After a visit to Moscow and a brief stay in the United States, Smedley returned to China and gained fame as the reporter who broadcast news of the Xian incident, when Chiang Kai-shek was kidnapped and forced to agree to a united front with the Communist forces against the Japanese. Living in Hankow (now the city of Wu-han), Smedley also helped to smuggle medical supplies through Japanese territory to Communist forces at their headquarters in Yen-an.

During this period, Smedley (along with the more famous Edgar Snow) spent long periods of time with Communist forces. She was able to interview leaders of the revolutionary armies, especially Mao Zedong and Chu Teh. These experiences formed the basis for her last three books. China Fights Back and Battle Hymn of China are eyewitness reports designed to tell Americans about China’s struggles against the Japanese, especially about the Red Army—its leaders, its organization and tactics—and China’s attempts to shed the feudal culture with which China had, so to speak, bound its own feet.

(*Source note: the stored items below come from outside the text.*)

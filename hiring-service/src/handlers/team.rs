use axum::{
    extract::State,
    http::StatusCode,
    Json,
};
use serde::{Deserialize, Serialize};
use service_core::error::AppError;
use uuid::Uuid;

use super::auth::MessageResponse;
use crate::middleware::CompanyAccess;
use crate::models::{NewTeamMember, PermissionMap, TeamMember, TeamMemberChanges, TeamMemberWithUser};
use crate::utils::{ValidPath, ValidatedJson};
use crate::AppState;

// ============================================================================
// Request/Response DTOs
// ============================================================================

#[derive(Debug, Deserialize)]
pub struct MemberPath {
    pub user_id: Uuid,
}

#[derive(Debug, Serialize)]
pub struct TeamListResponse {
    pub members: Vec<TeamMemberWithUser>,
}

// ============================================================================
// Handlers
// ============================================================================

fn member_not_found() -> AppError {
    AppError::NotFound(anyhow::anyhow!("Team member not found"))
}

/// GET /companies/:company_id/team
pub async fn list_team(
    State(state): State<AppState>,
    CompanyAccess(access): CompanyAccess,
) -> Result<Json<TeamListResponse>, AppError> {
    let members = state.db.list_team_members(access.company_id).await?;
    Ok(Json(TeamListResponse { members }))
}

/// POST /companies/:company_id/team
///
/// Adding someone who was removed earlier reactivates their row.
pub async fn add_team_member(
    State(state): State<AppState>,
    CompanyAccess(access): CompanyAccess,
    ValidatedJson(req): ValidatedJson<NewTeamMember>,
) -> Result<(StatusCode, Json<TeamMember>), AppError> {
    if state.db.find_user_by_id(req.user_id).await?.is_none() {
        return Err(AppError::NotFound(anyhow::anyhow!("User not found")));
    }

    if state
        .access
        .resolve_ownership(req.user_id, access.company_id)
        .await?
    {
        return Err(AppError::BadRequest(anyhow::anyhow!(
            "The company owner cannot be added as a team member"
        )));
    }

    let member = state
        .db
        .upsert_team_member(
            access.company_id,
            req.user_id,
            req.role.trim(),
            req.department.as_deref(),
            PermissionMap::from(req.permissions),
        )
        .await?;

    Ok((StatusCode::CREATED, Json(member)))
}

/// PUT /companies/:company_id/team/:user_id
pub async fn update_team_member(
    State(state): State<AppState>,
    CompanyAccess(access): CompanyAccess,
    ValidPath(MemberPath { user_id }): ValidPath<MemberPath>,
    ValidatedJson(req): ValidatedJson<TeamMemberChanges>,
) -> Result<Json<TeamMember>, AppError> {
    if req.is_empty() {
        return Err(AppError::BadRequest(anyhow::anyhow!("No fields to update")));
    }

    let member = state
        .db
        .update_team_member(access.company_id, user_id, &req)
        .await?
        .ok_or_else(member_not_found)?;

    tracing::info!(
        company_id = %access.company_id,
        user_id = %user_id,
        updated_by_role = access.role(),
        "Team member updated"
    );
    Ok(Json(member))
}

/// DELETE /companies/:company_id/team/:user_id
pub async fn remove_team_member(
    State(state): State<AppState>,
    CompanyAccess(access): CompanyAccess,
    ValidPath(MemberPath { user_id }): ValidPath<MemberPath>,
) -> Result<Json<MessageResponse>, AppError> {
    if !state
        .db
        .deactivate_team_member(access.company_id, user_id)
        .await?
    {
        return Err(member_not_found());
    }

    tracing::info!(company_id = %access.company_id, user_id = %user_id, "Team member deactivated");
    Ok(Json(MessageResponse {
        message: "Team member removed successfully".to_string(),
    }))
}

Smedley’s last book, a biography of Chu Teh, was an attempt to introduce the West to China’s most important military figure. It was published posthumously, and, like all Smedley’s books, it was highly partisan and a bit oversimplified. Nevertheless, Smedley was a highly respected authority on the Chinese situation who advised both the civilian and military arms of the American government on Chinese matters.

With the end of World War II and the onset of the Cold War, Smedley quickly became, like other journalists, military personnel, and diplomats who did not support Chiang Kai-shek, a victim of smear campaigns and political witch-hunts. At the time of her death, Smedley had been accused of spying for the Soviet Union and being a member of the Communist Party. Neither of these accusations proved to be true. Smedley was always an independent radical, and her major writings belong to that tradition of opinionated journalism, popular in the nineteenth century, which was practiced by writers as diverse as Horace Greeley, Jack London, Upton Sinclair, John Reed, and H. L. Mencken.

Bibliography

Ickes, Harold L. “Agnes Smedley’s ‘Cell-Mates.’” Signs 3 (Winter, 1977). A feminist reading of Smedley’s life and work.

MacKinnon, Janice R., and Stephen R. MacKinnon. Agnes Smedley: The Life and Times of an American Radical. Berkeley: University of California Press, 1988. A biography.

Milton, Joyce. A Friend of China. New York: Hastings House, 1980. A biography written for younger readers.

Price, Ruth. The Lives of Agnes Smedley. New York: Oxford University Press, 2005. Both fascinating and groundbreaking, this extensively researched biography sheds new light onto Smedley’s complex life including revelations about Smedley’s role as a Soviet spy.